Speaking for myself, but as a fan, I did want to see the Titan, the Luna-class one in live-action. I had no real desire to see a brand-new Titan. I hadn't considered them keeping the Stargazer around, but now that the question was raised, I think it as much sense as bringing in a new Titan. Granted, Matalas wanted a Constitution-class vessel and that was his call, but the new Stargazer wouldn't have been a bad option, and Seven had already been an acting captain on that vessel. That little backstory could've added another dimension to her tensions with Shaw.
It's interesting to consider how they would have approached it if the Luna-class Titan had never appeared in STLD. Most likely a far more conventional refit.

At the same time, for the beginning of season 3's plot to work, Riker had to be familiar with Shaw, realize Shaw would be a foil they needed to navigate, with another structural waypoint being that Picard had never met him.

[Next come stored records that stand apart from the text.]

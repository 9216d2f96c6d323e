use super::*;

#[test]
fn test_identical_states_need_no_barrier() {
  let s = ResourceState::compute_read();
  assert!(!s.needs_barrier(&s, false));
  assert!(!s.needs_barrier(&s, true));
}

#[test]
fn test_access_or_stage_change_needs_barrier() {
  let write = ResourceState::compute_write();
  let read = ResourceState::compute_read();
  assert!(write.needs_barrier(&read, false));

  let vertex = ResourceState::vertex_read();
  assert!(read.needs_barrier(&vertex, false));
}

#[test]
fn test_layout_only_matters_for_images() {
  let a = ResourceState::compute_read().with_layout(ImageLayout::General);
  let b = ResourceState::compute_read().with_layout(ImageLayout::ShaderReadOnly);
  assert!(!a.needs_barrier(&b, false));
  assert!(a.needs_barrier(&b, true));
}

#[test]
fn test_queue_family_change_needs_barrier() {
  let a = ResourceState::compute_read().with_queue_family(0);
  let b = ResourceState::compute_read().with_queue_family(1);
  assert!(a.needs_barrier(&b, false));
}

#[test]
fn test_merge_unions_access_and_stage() {
  let merged = ResourceState::compute_read()
    .merge(ResourceState::compute_write())
    .unwrap();
  assert_eq!(merged, ResourceState::compute_read_write());

  let mixed = ResourceState::indirect_read()
    .merge(ResourceState::vertex_read())
    .unwrap();
  assert!(mixed.access.contains(AccessFlags::INDIRECT_COMMAND_READ));
  assert!(mixed.stage.contains(StageFlags::DRAW_INDIRECT | StageFlags::VERTEX_SHADER));
}

#[test]
fn test_merge_rejects_conflicting_layouts() {
  let a = ResourceState::compute_read().with_layout(ImageLayout::General);
  let b = ResourceState::compute_read().with_layout(ImageLayout::ShaderReadOnly);
  assert!(a.merge(b).is_none());
  let undefined = ResourceState::compute_read();
  assert_eq!(a.merge(undefined).unwrap().layout, ImageLayout::General);
}

#[test]
fn test_has_write() {
  assert!(ResourceState::compute_write().access.has_write());
  assert!(ResourceState::transfer_write().access.has_write());
  assert!(!ResourceState::compute_read().access.has_write());
  assert!(!AccessFlags::NONE.has_write());
}

#[test]
fn test_flags_debug_lists_names() {
  let flags = AccessFlags::SHADER_READ | AccessFlags::SHADER_WRITE;
  assert_eq!(format!("{flags:?}"), "AccessFlags(SHADER_READ | SHADER_WRITE)");
  assert_eq!(format!("{:?}", StageFlags::NONE), "StageFlags(NONE)");
}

Terry Matalas is an interesting case. I've never seen before a Showrunner inherit a Star Trek series and not only change it so completely but also reverse a lot of what the previous people did, to leave his own mark on it.
I almost think of it as succeeding films in a series, where the writers/directors involved are likely to be very different creatives. I'm really not into horror, so I saw the Alien films in reverse order very gradually from Prometheus. But the swings in that franchise is the only comparable genre example I can think of for PICARD. Just cross it with a bit of Star Wars sequel trilogy.
 
Terry Matalas is an interesting case. I've never seen before a Showrunner inherit a Star Trek series and not only change it so completely but also reverse a lot of what the previous people did, to leave his own mark on it.
been thinking the same thing.
when you have to jump high to pull the rug out from under the other people standing on it
 
Convoluted naming is convoluted. Point still stands.
It's not convoluted. They renamed a relatively recently commissioned ship to honor one of the most famous and important ships in Starfleet history.

This is only a problem because some folks don't like the Enterprise-G. It's that simple.